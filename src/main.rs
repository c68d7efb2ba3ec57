//! Binary entrypoint for the photo carousel.

use std::path::PathBuf;

use anyhow::{Context, Result};
use clap::{ArgAction, Parser};
use tokio_util::sync::CancellationToken;
use tracing::{Level, info};
use tracing_subscriber::{EnvFilter, fmt};

use rust_photo_carousel::config::Configuration;
use rust_photo_carousel::tasks::{loader, viewer};

/// Largest texture edge every wgpu backend accepts by default.
const MAX_TEXTURE_DIM: u32 = 8192;

#[derive(Debug, Parser)]
#[command(
    name = "photo-carousel",
    version,
    about = "GPU image carousel with crossfade transitions"
)]
struct Args {
    /// Path to YAML config
    #[arg(value_name = "CONFIG")]
    config: PathBuf,

    /// Skip the first-paint reveal and show the first image immediately
    #[arg(long = "no-reveal")]
    no_reveal: bool,

    /// Enable keyboard progress scrubbing and manual advances
    #[arg(long = "debug-panel")]
    debug_panel: bool,

    /// Increase log verbosity (repeatable)
    #[arg(short = 'v', long = "verbose", action = ArgAction::Count)]
    verbose: u8,
}

fn init_tracing(verbosity: u8) -> Result<()> {
    // map -v to log level
    let level = match verbosity {
        0 => Level::INFO,
        1 => Level::DEBUG,
        _ => Level::TRACE,
    };
    let filter = EnvFilter::try_from_default_env()
        .unwrap_or_else(|_| EnvFilter::new("info"))
        .add_directive(format!("rust_photo_carousel={level}").parse()?)
        .add_directive("wgpu=warn".parse()?)
        .add_directive("winit=warn".parse()?);
    fmt()
        .with_env_filter(filter)
        .with_target(false)
        .compact()
        .init();
    Ok(())
}

#[tokio::main]
async fn main() -> Result<()> {
    let Args {
        config,
        no_reveal,
        debug_panel,
        verbose,
    } = Args::parse();
    init_tracing(verbose)?;

    let mut cfg = Configuration::from_yaml_file(&config)
        .with_context(|| format!("failed to load configuration from {}", config.display()))?
        .validated()
        .context("invalid configuration values")?;
    if no_reveal {
        cfg.reveal.enabled = false;
    }
    if debug_panel {
        cfg.debug_panel = true;
    }
    tracing::debug!(
        "Loaded configuration from {}:\n{:#?}",
        config.display(),
        cfg
    );

    let images = loader::load_all(
        &cfg.images,
        cfg.loader_max_concurrent_decodes,
        MAX_TEXTURE_DIM,
    )
    .await
    .context("failed to load carousel images")?;
    info!(count = images.len(), "images_loaded");

    let cancel = CancellationToken::new();
    {
        let cancel = cancel.clone();
        tokio::spawn(async move {
            if let Err(err) = tokio::signal::ctrl_c().await {
                tracing::warn!("ctrl-c handler failed: {err}");
                return;
            }
            tracing::info!("ctrl-c received; initiating shutdown");
            cancel.cancel();
        });
    }

    // The event loop owns the main thread until the window closes.
    let result = viewer::run_windowed(cfg, images, cancel.clone());
    cancel.cancel();
    result
}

----------------

● How to complete this task
Reproduce exactly, and only, the lines from the start of the entries through the one that contains "let mut cfg".

● Exercise response
filename src/main.rs
repository c68d7efb2ba3ec57
//! Binary entrypoint for the photo carousel.

use std::path::PathBuf;

use anyhow::{Context, Result};
use clap::{ArgAction, Parser};
use tokio_util::sync::CancellationToken;
use tracing::{Level, info};
use tracing_subscriber::{EnvFilter, fmt};

use rust_photo_carousel::config::Configuration;
use rust_photo_carousel::tasks::{loader, viewer};

/// Largest texture edge every wgpu backend accepts by default.
const MAX_TEXTURE_DIM: u32 = 8192;

#[derive(Debug, Parser)]
#[command(
    name = "photo-carousel",
    version,
    about = "GPU image carousel with crossfade transitions"
)]
struct Args {
    /// Path to YAML config
    #[arg(value_name = "CONFIG")]
    config: PathBuf,

    /// Skip the first-paint reveal and show the first image immediately
    #[arg(long = "no-reveal")]
    no_reveal: bool,

    /// Enable keyboard progress scrubbing and manual advances
    #[arg(long = "debug-panel")]
    debug_panel: bool,

    /// Increase log verbosity (repeatable)
    #[arg(short = 'v', long = "verbose", action = ArgAction::Count)]
    verbose: u8,
}

fn init_tracing(verbosity: u8) -> Result<()> {
    // map -v to log level
    let level = match verbosity {
        0 => Level::INFO,
        1 => Level::DEBUG,
        _ => Level::TRACE,
    };
    let filter = EnvFilter::try_from_default_env()
        .unwrap_or_else(|_| EnvFilter::new("info"))
        .add_directive(format!("rust_photo_carousel={level}").parse()?)
        .add_directive("wgpu=warn".parse()?)
        .add_directive("winit=warn".parse()?);
    fmt()
        .with_env_filter(filter)
        .with_target(false)
        .compact()
        .init();
    Ok(())
}

#[tokio::main]
async fn main() -> Result<()> {
    let Args {
        config,
        no_reveal,
        debug_panel,
        verbose,
    } = Args::parse();
    init_tracing(verbose)?;

    let mut cfg = Configuration::from_yaml_file(&config)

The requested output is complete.